- Information supplied
━━━━━━━━━━━━━━━━
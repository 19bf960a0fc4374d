//! External transcoder process
//!
//! The transcoder turns a video URL into a rate-limited stream of
//! concatenated JPEG images on stdout. It sits behind [`TranscoderSpawner`]
//! so tests can substitute scripted output for a real binary.

use super::RelayError;
use async_trait::async_trait;
use bytes::Bytes;
use log::{debug, info, warn};
use serde::{Deserialize, Serialize};
use std::process::Stdio;
use std::time::Duration;
use tokio::io::AsyncReadExt;
use tokio::process::{Child, ChildStdout, Command};

/// A running transcoder owned by one relay session
#[async_trait]
pub trait TranscoderHandle: Send {
    /// Next chunk of image output, `None` once the process closed stdout
    async fn read_chunk(&mut self, max: usize) -> Result<Option<Bytes>, RelayError>;

    /// Terminate the process and reap it
    async fn kill(&mut self);
}

#[async_trait]
pub trait TranscoderSpawner: Send + Sync {
    async fn spawn(&self, url: &str) -> Result<Box<dyn TranscoderHandle>, RelayError>;
}

/// Transcoder configuration
#[derive(Debug, Clone, Serialize, Deserialize)]
#[serde(default)]
pub struct TranscoderConfig {
    pub binary: String,
    /// Output images per second
    pub fps: u32,
    /// MJPEG quantizer, 2 (best) to 31
    pub quality: u8,
    pub extra_args: Vec<String>,
}

impl Default for TranscoderConfig {
    fn default() -> Self {
        Self {
            binary: "ffmpeg".to_string(),
            fps: 10,
            quality: 5,
            extra_args: Vec::new(),
        }
    }
}

/// Spawns ffmpeg writing `image2pipe` MJPEG to stdout
#[derive(Debug, Clone)]
pub struct FfmpegSpawner {
    config: TranscoderConfig,
}

impl FfmpegSpawner {
    pub fn new(config: TranscoderConfig) -> Self {
        Self { config }
    }

    /// Build the command line for `url`
    pub fn to_command(&self, url: &str) -> Command {
        let mut cmd = Command::new(&self.config.binary);
        cmd.arg("-hide_banner").arg("-loglevel").arg("warning");

        let lower = url.to_ascii_lowercase();
        if lower.starts_with("rtsp://") || lower.starts_with("rtsps://") {
            cmd.arg("-rtsp_transport").arg("tcp");
        }

        cmd.arg("-i")
            .arg(url)
            .arg("-f")
            .arg("image2pipe")
            .arg("-vcodec")
            .arg("mjpeg")
            .arg("-q:v")
            .arg(self.config.quality.clamp(2, 31).to_string())
            .arg("-r")
            .arg(self.config.fps.max(1).to_string());

        for arg in &self.config.extra_args {
            cmd.arg(arg);
        }

        cmd.arg("-")
            .stdin(Stdio::null())
            .stdout(Stdio::piped())
            .stderr(Stdio::null())
            .kill_on_drop(true);
        cmd
    }
}

#[async_trait]
impl TranscoderSpawner for FfmpegSpawner {
    async fn spawn(&self, url: &str) -> Result<Box<dyn TranscoderHandle>, RelayError> {
        let mut child = self
            .to_command(url)
            .spawn()
            .map_err(|e| RelayError::Spawn(self.config.binary.clone(), e.to_string()))?;
        let stdout = child
            .stdout
            .take()
            .ok_or_else(|| RelayError::Spawn(self.config.binary.clone(), "stdout not piped".to_string()))?;

        info!(
            "Started {} (pid {:?}) for {}",
            self.config.binary,
            child.id(),
            redact(url)
        );
        Ok(Box::new(FfmpegHandle { child, stdout }))
    }
}

pub struct FfmpegHandle {
    child: Child,
    stdout: ChildStdout,
}

#[async_trait]
impl TranscoderHandle for FfmpegHandle {
    async fn read_chunk(&mut self, max: usize) -> Result<Option<Bytes>, RelayError> {
        let mut buf = vec![0u8; max.max(1)];
        let n = self
            .stdout
            .read(&mut buf)
            .await
            .map_err(|e| RelayError::Io(e.to_string()))?;
        if n == 0 {
            return Ok(None);
        }
        buf.truncate(n);
        Ok(Some(Bytes::from(buf)))
    }

    async fn kill(&mut self) {
        if let Err(e) = self.child.start_kill() {
            debug!("Transcoder already gone: {}", e);
        }
        match tokio::time::timeout(Duration::from_secs(2), self.child.wait()).await {
            Ok(Ok(status)) => debug!("Transcoder exited with status: {}", status),
            Ok(Err(e)) => warn!("Error waiting for transcoder: {}", e),
            Err(_) => warn!("Transcoder did not exit within 2s"),
        }
    }
}

/// Strip query strings, which may carry session tokens, before logging
pub fn redact(url: &str) -> &str {
    url.split('?').next().unwrap_or(url)
}
//! Scripted stand-ins for the network, the transcoder and the account
//! service, shared by unit tests.

use crate::account::{AccountService, CameraRef, ServiceError, SessionContext};
use crate::relay::{RelayError, TranscoderHandle, TranscoderSpawner};
use crate::transport::{Connector, Transport, TransportError};
use async_trait::async_trait;
use bytes::Bytes;
use parking_lot::Mutex;
use std::collections::VecDeque;
use std::sync::atomic::{AtomicBool, AtomicUsize, Ordering};
use std::sync::Arc;
use std::time::Duration;

pub fn context() -> SessionContext {
    SessionContext {
        account_id: 1001,
        client_id: "42".to_string(),
        network_id: 2002,
        camera_id: 3003,
        auth_token: "token".to_string(),
        session_id: None,
    }
}

pub fn camera() -> CameraRef {
    CameraRef {
        id: "3003".to_string(),
        name: "Porch".to_string(),
        network_id: 2002,
        camera_type: Some("doorbell".to_string()),
    }
}

/// A minimal marker-delimited image around `payload`
pub fn jpeg(payload: &[u8]) -> Vec<u8> {
    let mut out = vec![0xFF, 0xD8];
    out.extend_from_slice(payload);
    out.extend_from_slice(&[0xFF, 0xD9]);
    out
}

/// How one scripted connection behaves
#[derive(Debug, Clone)]
pub enum Script {
    /// Answer the first read with these bytes, then close
    Respond(Vec<u8>),
    /// Answer successive reads with these chunks, then close
    Stream(Vec<Vec<u8>>),
    /// Never answer; reads time out
    Silent,
    /// Close right after the handshake
    Closed,
    ConnectTimeout,
    /// Use up the whole connect timeout, then report it
    SlowConnect,
    Refuse,
}

#[derive(Default)]
struct ConnectorLog {
    connects: AtomicUsize,
    closed: AtomicUsize,
    writes: Mutex<Vec<Vec<u8>>>,
}

/// Hands out one scripted transport per connect, in order
pub struct FakeConnector {
    scripts: Mutex<VecDeque<Script>>,
    fallback: Script,
    log: Arc<ConnectorLog>,
}

impl FakeConnector {
    /// Once `scripts` runs out every connect is refused
    pub fn new(scripts: Vec<Script>) -> Self {
        Self {
            scripts: Mutex::new(scripts.into()),
            fallback: Script::Refuse,
            log: Arc::new(ConnectorLog::default()),
        }
    }

    pub fn always(script: Script) -> Self {
        Self {
            fallback: script,
            ..Self::new(vec![])
        }
    }

    pub fn connect_count(&self) -> usize {
        self.log.connects.load(Ordering::SeqCst)
    }

    /// Transports closed so far, each counted once
    pub fn closed_count(&self) -> usize {
        self.log.closed.load(Ordering::SeqCst)
    }

    pub fn writes(&self) -> Vec<Vec<u8>> {
        self.log.writes.lock().clone()
    }
}

#[async_trait]
impl Connector for FakeConnector {
    async fn connect(
        &self,
        host: &str,
        port: u16,
        timeout: Duration,
    ) -> Result<Box<dyn Transport>, TransportError> {
        self.log.connects.fetch_add(1, Ordering::SeqCst);
        let script = self
            .scripts
            .lock()
            .pop_front()
            .unwrap_or_else(|| self.fallback.clone());

        let reads = match script {
            Script::ConnectTimeout => {
                return Err(TransportError::ConnectTimeout(format!("{}:{}", host, port)))
            }
            Script::SlowConnect => {
                tokio::time::sleep(timeout).await;
                return Err(TransportError::ConnectTimeout(format!("{}:{}", host, port)));
            }
            Script::Refuse => {
                return Err(TransportError::ConnectionRefused(format!("{}:{}", host, port)))
            }
            Script::Respond(data) => vec![data],
            Script::Stream(chunks) => chunks,
            Script::Closed => vec![],
            Script::Silent => {
                return Ok(Box::new(FakeTransport {
                    reads: VecDeque::new(),
                    silent: true,
                    closed: false,
                    log: self.log.clone(),
                }))
            }
        };
        Ok(Box::new(FakeTransport {
            reads: reads.into(),
            silent: false,
            closed: false,
            log: self.log.clone(),
        }))
    }
}

struct FakeTransport {
    reads: VecDeque<Vec<u8>>,
    silent: bool,
    closed: bool,
    log: Arc<ConnectorLog>,
}

#[async_trait]
impl Transport for FakeTransport {
    async fn write(&mut self, data: &[u8]) -> Result<(), TransportError> {
        if self.closed {
            return Err(TransportError::ConnectionClosed);
        }
        self.log.writes.lock().push(data.to_vec());
        Ok(())
    }

    async fn read(&mut self, max: usize, _timeout: Duration) -> Result<Bytes, TransportError> {
        if self.closed {
            return Err(TransportError::ConnectionClosed);
        }
        if self.silent {
            return Err(TransportError::ReadTimeout);
        }
        match self.reads.pop_front() {
            Some(mut chunk) => {
                if chunk.len() > max {
                    let rest = chunk.split_off(max);
                    self.reads.push_front(rest);
                }
                Ok(Bytes::from(chunk))
            }
            None => Err(TransportError::ConnectionClosed),
        }
    }

    async fn close(&mut self) {
        if !self.closed {
            self.closed = true;
            self.log.closed.fetch_add(1, Ordering::SeqCst);
        }
    }
}

/// Transcoder replaying fixed output chunks, then exiting
pub struct FakeTranscoder {
    chunks: VecDeque<Vec<u8>>,
    hang: bool,
    kills: Arc<AtomicUsize>,
}

impl FakeTranscoder {
    pub fn new(chunks: Vec<Vec<u8>>) -> (Self, Arc<AtomicUsize>) {
        let kills = Arc::new(AtomicUsize::new(0));
        (Self::with_kills(chunks, kills.clone()), kills)
    }

    /// A transcoder that never writes anything
    pub fn hanging() -> (Self, Arc<AtomicUsize>) {
        let (mut transcoder, kills) = Self::new(vec![]);
        transcoder.hang = true;
        (transcoder, kills)
    }

    fn with_kills(chunks: Vec<Vec<u8>>, kills: Arc<AtomicUsize>) -> Self {
        Self {
            chunks: chunks.into(),
            hang: false,
            kills,
        }
    }
}

#[async_trait]
impl TranscoderHandle for FakeTranscoder {
    async fn read_chunk(&mut self, _max: usize) -> Result<Option<Bytes>, RelayError> {
        if self.hang {
            futures::future::pending::<()>().await;
        }
        Ok(self.chunks.pop_front().map(Bytes::from))
    }

    async fn kill(&mut self) {
        self.kills.fetch_add(1, Ordering::SeqCst);
    }
}

/// Spawns one scripted transcoder per call and records the URLs it was given
pub struct FakeSpawner {
    outputs: Mutex<VecDeque<Vec<Vec<u8>>>>,
    urls: Mutex<Vec<String>>,
    pub kills: Arc<AtomicUsize>,
}

impl FakeSpawner {
    /// Spawning fails once `outputs` runs out
    pub fn new(outputs: Vec<Vec<Vec<u8>>>) -> Self {
        Self {
            outputs: Mutex::new(outputs.into()),
            urls: Mutex::new(Vec::new()),
            kills: Arc::new(AtomicUsize::new(0)),
        }
    }

    pub fn urls(&self) -> Vec<String> {
        self.urls.lock().clone()
    }
}

#[async_trait]
impl TranscoderSpawner for FakeSpawner {
    async fn spawn(&self, url: &str) -> Result<Box<dyn TranscoderHandle>, RelayError> {
        self.urls.lock().push(url.to_string());
        let chunks = self
            .outputs
            .lock()
            .pop_front()
            .ok_or_else(|| RelayError::Spawn("fake".to_string(), "no script left".to_string()))?;
        Ok(Box::new(FakeTranscoder::with_kills(chunks, self.kills.clone())))
    }
}

enum Images {
    Scripted(VecDeque<Option<Vec<u8>>>),
    Counting(u64),
}

/// Account service serving scripted snapshots
pub struct FakeAccount {
    images: Mutex<Images>,
    liveview: Mutex<Result<String, ServiceError>>,
    pub snapshot_requests: AtomicUsize,
    pub refreshes: AtomicUsize,
    pub recordings: AtomicUsize,
    /// Make `force_refresh` fail with a transient error
    pub fail_refresh: AtomicBool,
}

impl FakeAccount {
    /// Serve `images` in order; afterwards the service reports itself
    /// unavailable.
    pub fn with_images(images: Vec<Option<Vec<u8>>>) -> Self {
        Self::build(Images::Scripted(images.into()))
    }

    /// A different image on every fetch, forever
    pub fn counting_images() -> Self {
        Self::build(Images::Counting(0))
    }

    fn build(images: Images) -> Self {
        Self {
            images: Mutex::new(images),
            liveview: Mutex::new(Err(ServiceError::Unsupported("live view"))),
            snapshot_requests: AtomicUsize::new(0),
            refreshes: AtomicUsize::new(0),
            recordings: AtomicUsize::new(0),
            fail_refresh: AtomicBool::new(false),
        }
    }

    pub fn set_liveview(&self, reference: Result<String, ServiceError>) {
        *self.liveview.lock() = reference;
    }
}

#[async_trait]
impl AccountService for FakeAccount {
    async fn login(&self) -> Result<(), ServiceError> {
        Ok(())
    }

    async fn list_cameras(&self) -> Result<Vec<CameraRef>, ServiceError> {
        Ok(vec![camera()])
    }

    async fn get_cached_image(&self, _camera: &CameraRef) -> Result<Option<Bytes>, ServiceError> {
        match &mut *self.images.lock() {
            Images::Scripted(queue) => match queue.pop_front() {
                Some(image) => Ok(image.map(Bytes::from)),
                None => Err(ServiceError::Unavailable("script exhausted".to_string())),
            },
            Images::Counting(n) => {
                *n += 1;
                Ok(Some(Bytes::from(jpeg(&n.to_be_bytes()))))
            }
        }
    }

    async fn request_snapshot(&self, _camera: &CameraRef) -> Result<(), ServiceError> {
        self.snapshot_requests.fetch_add(1, Ordering::SeqCst);
        Ok(())
    }

    async fn force_refresh(&self) -> Result<(), ServiceError> {
        self.refreshes.fetch_add(1, Ordering::SeqCst);
        if self.fail_refresh.load(Ordering::SeqCst) {
            return Err(ServiceError::Request("refresh failed".to_string()));
        }
        Ok(())
    }

    async fn get_liveview_reference(&self, _camera: &CameraRef) -> Result<String, ServiceError> {
        self.liveview.lock().clone()
    }

    async fn request_recording(&self, _camera: &CameraRef) -> Result<(), ServiceError> {
        self.recordings.fetch_add(1, Ordering::SeqCst);
        Ok(())
    }

    async fn get_latest_clip_reference(
        &self,
        _camera: &CameraRef,
    ) -> Result<Option<String>, ServiceError> {
        Ok(Some("https://clips.example/latest.mp4".to_string()))
    }

    async fn session_context(&self, _camera: &CameraRef) -> Result<SessionContext, ServiceError> {
        Ok(context())
    }
}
━━━━━━━━━━━━━━━━
- Exercise brief
Return every line from the entries above that contains the word "these".

- Response area
    /// Answer the first read with these bytes, then close
    /// Answer successive reads with these chunks, then close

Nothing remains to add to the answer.